Emma told Joseph W. Coolidge, administrator of the Smith estate, that "Joseph had abandoned plurality of wives before his death." When Coolidge, himself a polygamist, contradicted her assertion, Emma showed that she would no longer remain mute on this topic and reportedly shot back: "Then he was worthy of the death he died." [emphasis added] Ibid. pg. 238

The source for the quotation is Joseph F. Smith, Diary, Aug. 28, 1870, in Van Wagoner, Sidney Rigdon, 306n30.

I'm not a professional historian and am not sure how to accurately break this quote down. I've tried to take some cues from information released from the JSPP team on how they classify sources. (see Life on Gold Plates) So I'm wondering if I've included all the relevant factors when evaluating this quote.

  • My first concern is the length of time that has lapsed.
  • It is not a primary source so I've considered that. I'm not even sure how the information was transmitted and through whom.
  • I doubt Emma authorized and dictated the quote to Coolidge, so again an issue of provenance. (From the source I listed below who was the original source? Coolidge?)
  • I'm not sure how to determine the closeness of the relationship between Emma, Joseph, and Coolidge. Anyone know what their relationship was like in Nauvoo?

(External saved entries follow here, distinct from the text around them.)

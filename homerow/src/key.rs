//! Normalized identifiers for physical keys.
//!
//! A [`KeyToken`] is what every key source resolves its raw events to before anything else
//! looks at them. Two tokens are equal when they name the same physical key, regardless of
//! how the source spelled it: `"I"`, `"i"` and `'i'` are one token, as are `"semicolon"` and
//! `";"`.
//!
//! # Token syntax
//!
//! - Printable characters stand for themselves and are lowercased (`"l"`, `"U"`, `"0"`)
//! - Symbols may be written literally or by name (`";"` or `"semicolon"`)
//! - Special keys use their name, case-insensitively (`"Up"`, `"space"`, `"Escape"`)
//! - Modifiers use `alt`, `alt_r`, `ctrl`, `ctrl_r`, `shift`, `shift_r`, `super`

use std::{fmt, str::FromStr};

/// Modifier keys the controller tracks.
#[derive(Debug, Clone, Copy, PartialEq, Eq, Hash)]
pub enum Modifier {
    Ctrl,
    Shift,
    Alt,
}

/// Keys that are not identified by the character they type.
#[derive(Debug, Clone, Copy, PartialEq, Eq, Hash, PartialOrd, Ord)]
pub enum NamedKey {
    Up,
    Down,
    Left,
    Right,
    Space,
    Escape,
    Enter,
    Tab,
    Backspace,
    Delete,
    Insert,
    Home,
    End,
    PageUp,
    PageDown,
    CapsLock,
    AltLeft,
    AltRight,
    CtrlLeft,
    CtrlRight,
    ShiftLeft,
    ShiftRight,
    SuperLeft,
    SuperRight,
    F(u8),
}

const NAMED: &[(&str, NamedKey)] = &[
    ("up", NamedKey::Up),
    ("down", NamedKey::Down),
    ("left", NamedKey::Left),
    ("right", NamedKey::Right),
    ("space", NamedKey::Space),
    ("escape", NamedKey::Escape),
    ("enter", NamedKey::Enter),
    ("tab", NamedKey::Tab),
    ("backspace", NamedKey::Backspace),
    ("delete", NamedKey::Delete),
    ("insert", NamedKey::Insert),
    ("home", NamedKey::Home),
    ("end", NamedKey::End),
    ("page_up", NamedKey::PageUp),
    ("page_down", NamedKey::PageDown),
    ("caps_lock", NamedKey::CapsLock),
    ("alt", NamedKey::AltLeft),
    ("alt_r", NamedKey::AltRight),
    ("ctrl", NamedKey::CtrlLeft),
    ("ctrl_r", NamedKey::CtrlRight),
    ("shift", NamedKey::ShiftLeft),
    ("shift_r", NamedKey::ShiftRight),
    ("super", NamedKey::SuperLeft),
    ("super_r", NamedKey::SuperRight),
];

/// Alternate spellings accepted on input. Never produced by [`fmt::Display`].
const NAMED_ALIASES: &[(&str, NamedKey)] = &[
    ("arrowup", NamedKey::Up),
    ("arrowdown", NamedKey::Down),
    ("arrowleft", NamedKey::Left),
    ("arrowright", NamedKey::Right),
    ("esc", NamedKey::Escape),
    ("return", NamedKey::Enter),
    ("del", NamedKey::Delete),
    ("pageup", NamedKey::PageUp),
    ("pgup", NamedKey::PageUp),
    ("pagedown", NamedKey::PageDown),
    ("pgdn", NamedKey::PageDown),
    ("capslock", NamedKey::CapsLock),
    ("alt_l", NamedKey::AltLeft),
    ("altgr", NamedKey::AltRight),
    ("ctrl_l", NamedKey::CtrlLeft),
    ("control", NamedKey::CtrlLeft),
    ("shift_l", NamedKey::ShiftLeft),
    ("super_l", NamedKey::SuperLeft),
    ("meta", NamedKey::SuperLeft),
];

/// Symbol characters that also have a spelled-out name.
const SYMBOLS: &[(&str, char)] = &[
    ("semicolon", ';'),
    ("apostrophe", '\''),
    ("comma", ','),
    ("period", '.'),
    ("slash", '/'),
    ("backslash", '\\'),
    ("minus", '-'),
    ("equal", '='),
    ("grave", '`'),
    ("bracketleft", '['),
    ("bracketright", ']'),
];

impl NamedKey {
    pub fn modifier(self) -> Option<Modifier> {
        match self {
            NamedKey::AltLeft | NamedKey::AltRight => Some(Modifier::Alt),
            NamedKey::CtrlLeft | NamedKey::CtrlRight => Some(Modifier::Ctrl),
            NamedKey::ShiftLeft | NamedKey::ShiftRight => Some(Modifier::Shift),
            _ => None,
        }
    }

    fn parse(name: &str) -> Option<Self> {
        if let Some(n) = name.strip_prefix('f').and_then(|n| n.parse::<u8>().ok()) {
            return (1..=24).contains(&n).then_some(NamedKey::F(n));
        }
        NAMED
            .iter()
            .chain(NAMED_ALIASES)
            .find(|(candidate, _)| *candidate == name)
            .map(|(_, key)| *key)
    }
}

impl fmt::Display for NamedKey {
    fn fmt(&self, f: &mut fmt::Formatter<'_>) -> fmt::Result {
        if let NamedKey::F(n) = self {
            return write!(f, "f{n}");
        }
        let name = NAMED
            .iter()
            .find(|(_, key)| key == self)
            .map(|(name, _)| *name)
            .unwrap_or("unknown");
        f.write_str(name)
    }
}

/// A case-normalized physical key.
#[derive(Debug, Clone, Copy, PartialEq, Eq, Hash, PartialOrd, Ord)]
pub enum KeyToken {
    Char(char),
    Named(NamedKey),
}

impl KeyToken {
    /// Token for a typed character. Whitespace maps to the matching named key.
    pub fn from_char(c: char) -> Self {
        match c {
            ' ' => KeyToken::Named(NamedKey::Space),
            '\t' => KeyToken::Named(NamedKey::Tab),
            '\n' | '\r' => KeyToken::Named(NamedKey::Enter),
            _ => KeyToken::Char(c.to_lowercase().next().unwrap_or(c)),
        }
    }

    pub fn named(key: NamedKey) -> Self {
        KeyToken::Named(key)
    }

    /// Parses a token from its textual form, returning `None` for anything unrecognized.
    pub fn parse(input: &str) -> Option<Self> {
        let mut chars = input.chars();
        match (chars.next(), chars.next()) {
            (None, _) => return None,
            (Some(c), None) => return Some(Self::from_char(c)),
            _ => {},
        }

        let trimmed = input.trim();
        if trimmed.is_empty() {
            return None;
        }
        if trimmed.chars().count() == 1 {
            return trimmed.chars().next().map(Self::from_char);
        }

        let lower = trimmed.to_ascii_lowercase();
        if let Some((_, c)) = SYMBOLS.iter().find(|(name, _)| *name == lower) {
            return Some(KeyToken::Char(*c));
        }
        NamedKey::parse(&lower).map(KeyToken::Named)
    }

    /// The modifier this key acts as, if any.
    pub fn modifier(&self) -> Option<Modifier> {
        match self {
            KeyToken::Named(named) => named.modifier(),
            KeyToken::Char(_) => None,
        }
    }

    pub fn is_escape(&self) -> bool {
        *self == KeyToken::Named(NamedKey::Escape)
    }
}

impl fmt::Display for KeyToken {
    fn fmt(&self, f: &mut fmt::Formatter<'_>) -> fmt::Result {
        match self {
            KeyToken::Named(named) => named.fmt(f),
            KeyToken::Char(c) => match SYMBOLS.iter().find(|(_, symbol)| symbol == c) {
                Some((name, _)) => f.write_str(name),
                None => write!(f, "{c}"),
            },
        }
    }
}

/// Error returned by [`KeyToken::from_str`].
#[derive(Debug, Clone, PartialEq, Eq)]
pub struct UnknownKey(pub String);

impl fmt::Display for UnknownKey {
    fn fmt(&self, f: &mut fmt::Formatter<'_>) -> fmt::Result {
        write!(f, "unknown key token: {:?}", self.0)
    }
}

impl std::error::Error for UnknownKey {}

impl FromStr for KeyToken {
    type Err = UnknownKey;

    fn from_str(s: &str) -> Result<Self, Self::Err> {
        KeyToken::parse(s).ok_or_else(|| UnknownKey(s.to_string()))
    }
}

/// Whether an event reports a key going down or coming up.
///
/// Auto-repeat is reported as [`Phase::Press`]; every consumer treats presses idempotently.
#[derive(Debug, Clone, Copy, PartialEq, Eq, Hash)]
pub enum Phase {
    Press,
    Release,
}

/// A key event after the source has resolved it to a token.
#[derive(Debug, Clone, Copy, PartialEq, Eq, Hash)]
pub struct KeyEvent {
    pub token: KeyToken,
    pub phase: Phase,
}

impl KeyEvent {
    pub fn press(token: KeyToken) -> Self {
        Self {
            token,
            phase: Phase::Press,
        }
    }

    pub fn release(token: KeyToken) -> Self {
        Self {
            token,
            phase: Phase::Release,
        }
    }
}

#[cfg(test)]
mod tests {
    use super::*;

    #[test]
    fn chars_are_lowercased() {
        assert_eq!(KeyToken::parse("I"), Some(KeyToken::Char('i')));
        assert_eq!(KeyToken::from_char('L'), KeyToken::Char('l'));
    }

    #[test]
    fn named_keys_are_case_insensitive() {
        assert_eq!(KeyToken::parse("Up"), Some(KeyToken::Named(NamedKey::Up)));
        assert_eq!(
            KeyToken::parse("SPACE"),
            Some(KeyToken::Named(NamedKey::Space))
        );
        assert_eq!(
            KeyToken::parse("esc"),
            Some(KeyToken::Named(NamedKey::Escape))
        );
    }

    #[test]
    fn symbol_names_match_literal_symbols() {
        assert_eq!(KeyToken::parse("semicolon"), KeyToken::parse(";"));
        assert_eq!(KeyToken::parse(";"), Some(KeyToken::Char(';')));
    }

    #[test]
    fn space_character_is_the_space_key() {
        assert_eq!(KeyToken::parse(" "), Some(KeyToken::Named(NamedKey::Space)));
    }

    #[test]
    fn function_keys() {
        assert_eq!(
            KeyToken::parse("F5"),
            Some(KeyToken::Named(NamedKey::F(5)))
        );
        assert_eq!(KeyToken::parse("f25"), None);
    }

    #[test]
    fn unknown_tokens_are_rejected() {
        assert_eq!(KeyToken::parse(""), None);
        assert_eq!(KeyToken::parse("   "), None);
        assert_eq!(KeyToken::parse("hyperdrive"), None);
        assert!("nope-nope".parse::<KeyToken>().is_err());
    }

    #[test]
    fn display_round_trips() {
        for input in ["up", "space", "semicolon", "l", "alt_r", "f12", "page_down"] {
            let token = KeyToken::parse(input).unwrap();
            assert_eq!(token.to_string(), input);
            assert_eq!(KeyToken::parse(&token.to_string()), Some(token));
        }
    }

    #[test]
    fn modifiers() {
        assert_eq!(
            KeyToken::parse("alt_r").and_then(|t| t.modifier()),
            Some(Modifier::Alt)
        );
        assert_eq!(
            KeyToken::parse("Control").and_then(|t| t.modifier()),
            Some(Modifier::Ctrl)
        );
        assert_eq!(KeyToken::parse("super").and_then(|t| t.modifier()), None);
        assert_eq!(KeyToken::Char('a').modifier(), None);
    }
}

Anyway, that's where I'm at with this thing. With all the empathy I possess I think I can appreciate how Emma might have been feeling around that time in Nauvoo, and I think it's pretty well documented how she felt about polygamy. However, this quote seems to be an extreme expression that I can't say matches my beliefs about who I think Emma was and what her feelings were towards Joseph.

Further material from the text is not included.